◆ **REQUIRED WORK**:
Find every line below where the string "move" shows up, and copy those lines.

◆ **DATA EXCERPTS**:
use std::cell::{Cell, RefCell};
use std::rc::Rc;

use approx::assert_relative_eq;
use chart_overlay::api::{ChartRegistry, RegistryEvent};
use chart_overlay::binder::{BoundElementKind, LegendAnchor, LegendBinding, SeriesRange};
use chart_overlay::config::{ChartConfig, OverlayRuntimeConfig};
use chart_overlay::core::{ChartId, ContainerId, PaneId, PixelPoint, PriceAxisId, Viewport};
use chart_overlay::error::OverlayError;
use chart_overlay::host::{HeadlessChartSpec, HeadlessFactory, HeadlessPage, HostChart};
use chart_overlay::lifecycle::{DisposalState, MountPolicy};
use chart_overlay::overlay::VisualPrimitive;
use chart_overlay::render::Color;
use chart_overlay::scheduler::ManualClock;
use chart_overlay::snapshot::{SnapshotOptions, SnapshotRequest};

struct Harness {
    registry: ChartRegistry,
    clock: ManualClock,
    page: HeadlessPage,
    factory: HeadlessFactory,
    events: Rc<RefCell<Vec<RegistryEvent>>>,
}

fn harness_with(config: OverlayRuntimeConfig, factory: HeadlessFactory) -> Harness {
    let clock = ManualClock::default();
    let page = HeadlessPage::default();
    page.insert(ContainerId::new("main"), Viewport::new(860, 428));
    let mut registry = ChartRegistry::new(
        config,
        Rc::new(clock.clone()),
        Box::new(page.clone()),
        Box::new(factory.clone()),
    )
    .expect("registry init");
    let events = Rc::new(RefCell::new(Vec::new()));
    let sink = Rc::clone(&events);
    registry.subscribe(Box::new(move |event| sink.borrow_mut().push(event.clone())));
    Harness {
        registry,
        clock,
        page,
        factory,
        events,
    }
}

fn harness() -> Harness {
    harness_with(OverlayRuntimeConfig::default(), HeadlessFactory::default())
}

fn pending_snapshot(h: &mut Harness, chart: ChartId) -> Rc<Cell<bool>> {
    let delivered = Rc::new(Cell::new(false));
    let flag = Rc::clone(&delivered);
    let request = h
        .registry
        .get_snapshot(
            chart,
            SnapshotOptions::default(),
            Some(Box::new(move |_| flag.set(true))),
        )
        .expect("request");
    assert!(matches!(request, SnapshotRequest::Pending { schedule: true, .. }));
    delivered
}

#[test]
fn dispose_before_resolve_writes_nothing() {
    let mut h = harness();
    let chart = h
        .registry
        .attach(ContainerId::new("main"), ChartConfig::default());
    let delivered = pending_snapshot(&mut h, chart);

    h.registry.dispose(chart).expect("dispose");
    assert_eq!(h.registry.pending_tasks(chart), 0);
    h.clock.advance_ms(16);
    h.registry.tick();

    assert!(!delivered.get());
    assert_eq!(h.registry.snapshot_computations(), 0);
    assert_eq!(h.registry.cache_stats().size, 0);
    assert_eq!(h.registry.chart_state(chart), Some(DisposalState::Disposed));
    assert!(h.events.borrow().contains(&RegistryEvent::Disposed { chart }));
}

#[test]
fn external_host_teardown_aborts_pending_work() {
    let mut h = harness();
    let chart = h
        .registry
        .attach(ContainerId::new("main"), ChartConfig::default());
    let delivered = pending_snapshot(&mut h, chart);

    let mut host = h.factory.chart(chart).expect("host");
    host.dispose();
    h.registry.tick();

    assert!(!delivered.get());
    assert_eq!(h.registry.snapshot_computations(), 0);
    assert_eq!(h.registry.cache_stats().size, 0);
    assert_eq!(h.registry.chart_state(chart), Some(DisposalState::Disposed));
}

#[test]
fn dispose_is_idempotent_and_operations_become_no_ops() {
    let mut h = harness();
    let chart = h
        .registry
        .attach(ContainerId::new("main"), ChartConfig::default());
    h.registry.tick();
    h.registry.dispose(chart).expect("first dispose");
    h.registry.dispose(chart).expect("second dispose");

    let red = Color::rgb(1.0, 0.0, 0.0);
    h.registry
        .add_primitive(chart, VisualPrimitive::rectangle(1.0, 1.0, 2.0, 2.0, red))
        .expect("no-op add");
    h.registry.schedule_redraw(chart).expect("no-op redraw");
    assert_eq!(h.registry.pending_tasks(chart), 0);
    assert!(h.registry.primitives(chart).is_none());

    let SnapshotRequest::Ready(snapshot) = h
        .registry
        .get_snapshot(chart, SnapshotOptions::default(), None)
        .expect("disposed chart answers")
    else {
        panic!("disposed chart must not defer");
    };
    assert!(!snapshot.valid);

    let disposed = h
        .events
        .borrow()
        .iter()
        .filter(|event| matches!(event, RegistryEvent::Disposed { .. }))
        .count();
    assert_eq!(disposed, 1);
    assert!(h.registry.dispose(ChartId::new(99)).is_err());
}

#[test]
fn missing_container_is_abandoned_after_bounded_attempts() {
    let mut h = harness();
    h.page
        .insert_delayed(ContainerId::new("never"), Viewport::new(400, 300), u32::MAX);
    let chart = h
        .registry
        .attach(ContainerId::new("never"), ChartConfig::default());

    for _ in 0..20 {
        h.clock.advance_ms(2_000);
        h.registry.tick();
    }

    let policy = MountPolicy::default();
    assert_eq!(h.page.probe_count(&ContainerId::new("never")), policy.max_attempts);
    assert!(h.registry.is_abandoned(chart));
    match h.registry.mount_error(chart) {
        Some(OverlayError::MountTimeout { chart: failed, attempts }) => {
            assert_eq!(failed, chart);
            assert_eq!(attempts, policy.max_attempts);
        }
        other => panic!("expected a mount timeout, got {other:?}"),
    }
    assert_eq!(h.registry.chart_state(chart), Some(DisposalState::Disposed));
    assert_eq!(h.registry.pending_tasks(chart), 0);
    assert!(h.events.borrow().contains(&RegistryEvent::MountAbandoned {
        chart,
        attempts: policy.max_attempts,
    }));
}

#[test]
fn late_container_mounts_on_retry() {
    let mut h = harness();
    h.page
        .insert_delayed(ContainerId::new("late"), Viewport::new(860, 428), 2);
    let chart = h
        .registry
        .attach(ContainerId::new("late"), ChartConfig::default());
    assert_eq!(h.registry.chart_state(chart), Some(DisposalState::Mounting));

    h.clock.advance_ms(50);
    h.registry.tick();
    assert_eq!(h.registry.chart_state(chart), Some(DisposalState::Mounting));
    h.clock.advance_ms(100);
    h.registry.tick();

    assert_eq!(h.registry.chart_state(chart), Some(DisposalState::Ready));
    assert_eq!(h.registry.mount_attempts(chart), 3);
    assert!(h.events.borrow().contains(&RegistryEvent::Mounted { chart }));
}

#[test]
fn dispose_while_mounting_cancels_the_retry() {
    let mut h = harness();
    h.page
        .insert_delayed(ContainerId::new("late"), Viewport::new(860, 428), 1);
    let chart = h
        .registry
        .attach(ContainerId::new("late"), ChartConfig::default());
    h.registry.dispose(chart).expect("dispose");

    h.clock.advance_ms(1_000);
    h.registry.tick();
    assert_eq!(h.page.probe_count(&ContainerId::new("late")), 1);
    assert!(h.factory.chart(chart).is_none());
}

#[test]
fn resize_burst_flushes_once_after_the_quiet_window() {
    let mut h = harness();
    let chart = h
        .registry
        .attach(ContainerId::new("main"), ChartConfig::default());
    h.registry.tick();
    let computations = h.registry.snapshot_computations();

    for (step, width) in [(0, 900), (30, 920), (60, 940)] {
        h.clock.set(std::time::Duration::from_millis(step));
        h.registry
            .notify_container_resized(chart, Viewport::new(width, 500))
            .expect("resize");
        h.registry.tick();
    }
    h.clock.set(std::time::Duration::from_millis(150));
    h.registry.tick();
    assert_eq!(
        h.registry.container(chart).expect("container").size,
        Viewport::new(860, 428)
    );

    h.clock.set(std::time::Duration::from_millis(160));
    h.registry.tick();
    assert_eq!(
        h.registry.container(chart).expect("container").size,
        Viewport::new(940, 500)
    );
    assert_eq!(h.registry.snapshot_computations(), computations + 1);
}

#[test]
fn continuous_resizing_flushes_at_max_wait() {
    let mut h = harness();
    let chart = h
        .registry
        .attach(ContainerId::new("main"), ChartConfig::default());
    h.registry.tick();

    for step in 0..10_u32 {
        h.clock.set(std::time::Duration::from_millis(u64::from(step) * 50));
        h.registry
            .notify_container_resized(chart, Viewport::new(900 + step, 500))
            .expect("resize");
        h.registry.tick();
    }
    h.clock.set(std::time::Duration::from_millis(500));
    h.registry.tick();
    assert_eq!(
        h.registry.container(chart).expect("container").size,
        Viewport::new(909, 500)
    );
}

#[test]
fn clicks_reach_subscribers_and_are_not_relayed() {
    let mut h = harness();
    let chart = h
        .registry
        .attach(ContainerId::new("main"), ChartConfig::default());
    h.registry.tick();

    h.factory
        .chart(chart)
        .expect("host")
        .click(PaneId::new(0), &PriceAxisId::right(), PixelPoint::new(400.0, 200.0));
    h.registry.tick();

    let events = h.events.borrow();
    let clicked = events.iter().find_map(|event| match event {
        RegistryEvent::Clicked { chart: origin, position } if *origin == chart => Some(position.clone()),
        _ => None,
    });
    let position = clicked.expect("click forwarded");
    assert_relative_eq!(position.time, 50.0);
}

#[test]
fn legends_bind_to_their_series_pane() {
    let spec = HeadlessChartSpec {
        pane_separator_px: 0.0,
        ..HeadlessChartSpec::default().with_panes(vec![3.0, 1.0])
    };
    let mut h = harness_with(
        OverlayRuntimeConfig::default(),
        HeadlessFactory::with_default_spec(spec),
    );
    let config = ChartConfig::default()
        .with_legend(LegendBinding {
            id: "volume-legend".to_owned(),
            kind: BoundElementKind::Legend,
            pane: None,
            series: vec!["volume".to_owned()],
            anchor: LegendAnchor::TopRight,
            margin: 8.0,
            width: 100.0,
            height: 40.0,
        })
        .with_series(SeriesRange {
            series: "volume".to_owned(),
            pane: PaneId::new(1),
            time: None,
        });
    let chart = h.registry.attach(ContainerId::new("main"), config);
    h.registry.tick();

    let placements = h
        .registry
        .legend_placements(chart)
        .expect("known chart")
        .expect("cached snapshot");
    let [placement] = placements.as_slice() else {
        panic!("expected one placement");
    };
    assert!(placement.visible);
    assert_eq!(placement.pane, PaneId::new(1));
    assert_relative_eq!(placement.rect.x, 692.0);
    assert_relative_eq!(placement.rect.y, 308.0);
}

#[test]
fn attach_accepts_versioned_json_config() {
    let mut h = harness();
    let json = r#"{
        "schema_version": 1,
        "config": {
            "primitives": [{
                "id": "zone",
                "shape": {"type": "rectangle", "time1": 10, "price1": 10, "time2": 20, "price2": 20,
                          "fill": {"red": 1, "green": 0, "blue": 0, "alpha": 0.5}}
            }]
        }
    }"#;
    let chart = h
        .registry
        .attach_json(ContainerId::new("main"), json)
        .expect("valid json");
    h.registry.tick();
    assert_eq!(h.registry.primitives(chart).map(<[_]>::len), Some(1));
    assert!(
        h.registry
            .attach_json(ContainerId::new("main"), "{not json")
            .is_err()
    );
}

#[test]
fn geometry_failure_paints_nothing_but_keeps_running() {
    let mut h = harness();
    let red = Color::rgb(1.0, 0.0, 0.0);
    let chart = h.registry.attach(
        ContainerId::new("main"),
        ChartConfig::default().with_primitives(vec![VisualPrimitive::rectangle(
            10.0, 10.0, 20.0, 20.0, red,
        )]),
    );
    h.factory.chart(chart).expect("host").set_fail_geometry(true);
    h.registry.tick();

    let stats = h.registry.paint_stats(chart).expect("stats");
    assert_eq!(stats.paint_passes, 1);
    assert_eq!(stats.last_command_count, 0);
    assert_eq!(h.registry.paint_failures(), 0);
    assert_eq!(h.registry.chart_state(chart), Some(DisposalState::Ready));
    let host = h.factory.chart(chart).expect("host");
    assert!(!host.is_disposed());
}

◆ **SOLUTION TO THIS TASK**:
    registry.subscribe(Box::new(move |event| sink.borrow_mut().push(event.clone())));
            Some(Box::new(move |_| flag.set(true))),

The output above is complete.